====== Supplied information

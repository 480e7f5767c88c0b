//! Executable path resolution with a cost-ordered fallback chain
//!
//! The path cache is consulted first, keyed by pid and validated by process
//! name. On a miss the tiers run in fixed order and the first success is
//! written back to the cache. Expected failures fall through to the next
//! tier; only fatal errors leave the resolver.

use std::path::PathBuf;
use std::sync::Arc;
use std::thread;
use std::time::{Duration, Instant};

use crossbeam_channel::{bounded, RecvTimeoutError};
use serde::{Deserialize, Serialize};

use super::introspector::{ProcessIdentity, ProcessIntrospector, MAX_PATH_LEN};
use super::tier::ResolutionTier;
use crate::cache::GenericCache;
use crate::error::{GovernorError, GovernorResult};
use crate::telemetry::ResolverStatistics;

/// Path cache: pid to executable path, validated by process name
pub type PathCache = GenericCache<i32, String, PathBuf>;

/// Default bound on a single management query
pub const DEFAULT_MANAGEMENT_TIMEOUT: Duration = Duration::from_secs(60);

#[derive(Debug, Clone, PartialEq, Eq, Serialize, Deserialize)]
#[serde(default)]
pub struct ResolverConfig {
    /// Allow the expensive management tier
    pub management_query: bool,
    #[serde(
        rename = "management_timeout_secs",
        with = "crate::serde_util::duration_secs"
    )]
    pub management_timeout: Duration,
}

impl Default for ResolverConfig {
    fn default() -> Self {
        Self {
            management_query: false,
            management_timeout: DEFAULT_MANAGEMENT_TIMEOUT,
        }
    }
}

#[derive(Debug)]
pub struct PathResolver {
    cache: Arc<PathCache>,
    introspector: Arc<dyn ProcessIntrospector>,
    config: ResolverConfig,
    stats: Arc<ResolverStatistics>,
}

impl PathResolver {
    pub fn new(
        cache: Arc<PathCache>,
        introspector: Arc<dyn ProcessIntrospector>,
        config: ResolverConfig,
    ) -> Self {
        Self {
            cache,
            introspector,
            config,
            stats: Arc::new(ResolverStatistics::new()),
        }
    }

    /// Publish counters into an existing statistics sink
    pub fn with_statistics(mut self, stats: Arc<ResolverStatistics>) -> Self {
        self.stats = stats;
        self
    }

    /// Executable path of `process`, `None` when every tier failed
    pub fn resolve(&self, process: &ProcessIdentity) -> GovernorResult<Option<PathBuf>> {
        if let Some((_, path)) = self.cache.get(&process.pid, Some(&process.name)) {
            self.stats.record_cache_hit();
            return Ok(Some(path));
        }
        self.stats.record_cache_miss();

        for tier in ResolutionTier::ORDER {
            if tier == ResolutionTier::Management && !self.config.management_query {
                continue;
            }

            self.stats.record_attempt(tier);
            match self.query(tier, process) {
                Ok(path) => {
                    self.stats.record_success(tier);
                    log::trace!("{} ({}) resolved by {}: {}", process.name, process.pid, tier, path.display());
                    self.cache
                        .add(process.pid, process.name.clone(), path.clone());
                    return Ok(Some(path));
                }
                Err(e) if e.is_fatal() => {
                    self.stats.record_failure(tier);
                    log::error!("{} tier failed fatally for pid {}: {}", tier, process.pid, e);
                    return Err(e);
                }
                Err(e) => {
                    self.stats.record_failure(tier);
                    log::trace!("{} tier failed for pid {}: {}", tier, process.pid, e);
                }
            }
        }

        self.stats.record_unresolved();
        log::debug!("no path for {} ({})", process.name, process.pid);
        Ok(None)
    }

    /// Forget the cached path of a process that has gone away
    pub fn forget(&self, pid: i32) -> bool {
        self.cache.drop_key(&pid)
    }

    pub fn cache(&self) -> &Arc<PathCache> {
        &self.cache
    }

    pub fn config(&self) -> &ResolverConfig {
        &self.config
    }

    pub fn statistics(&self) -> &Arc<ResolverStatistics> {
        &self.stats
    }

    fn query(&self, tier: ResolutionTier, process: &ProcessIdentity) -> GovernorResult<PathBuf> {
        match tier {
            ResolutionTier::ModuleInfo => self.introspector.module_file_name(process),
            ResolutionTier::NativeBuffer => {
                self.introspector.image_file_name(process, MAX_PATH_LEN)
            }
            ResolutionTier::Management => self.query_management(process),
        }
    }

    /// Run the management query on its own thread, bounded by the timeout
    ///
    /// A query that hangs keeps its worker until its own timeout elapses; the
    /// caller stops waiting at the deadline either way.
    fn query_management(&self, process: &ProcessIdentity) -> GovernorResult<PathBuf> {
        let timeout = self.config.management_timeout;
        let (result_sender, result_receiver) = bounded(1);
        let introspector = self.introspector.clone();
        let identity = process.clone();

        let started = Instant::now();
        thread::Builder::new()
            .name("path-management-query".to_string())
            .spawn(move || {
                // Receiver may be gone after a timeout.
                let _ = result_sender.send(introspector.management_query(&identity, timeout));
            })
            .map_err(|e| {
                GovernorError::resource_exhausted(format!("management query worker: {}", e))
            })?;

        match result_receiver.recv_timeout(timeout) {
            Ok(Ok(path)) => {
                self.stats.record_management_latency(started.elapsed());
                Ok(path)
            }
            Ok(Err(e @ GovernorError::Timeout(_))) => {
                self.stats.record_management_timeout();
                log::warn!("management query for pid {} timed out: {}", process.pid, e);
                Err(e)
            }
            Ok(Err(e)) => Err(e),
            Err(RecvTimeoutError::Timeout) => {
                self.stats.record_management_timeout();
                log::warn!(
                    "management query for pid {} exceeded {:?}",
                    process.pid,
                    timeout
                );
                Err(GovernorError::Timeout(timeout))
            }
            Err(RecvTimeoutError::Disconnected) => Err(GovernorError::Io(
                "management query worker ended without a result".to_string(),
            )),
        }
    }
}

============

Task prompt: Count how many lines in the entries contain "impl", then state that number alone.

Result below: 2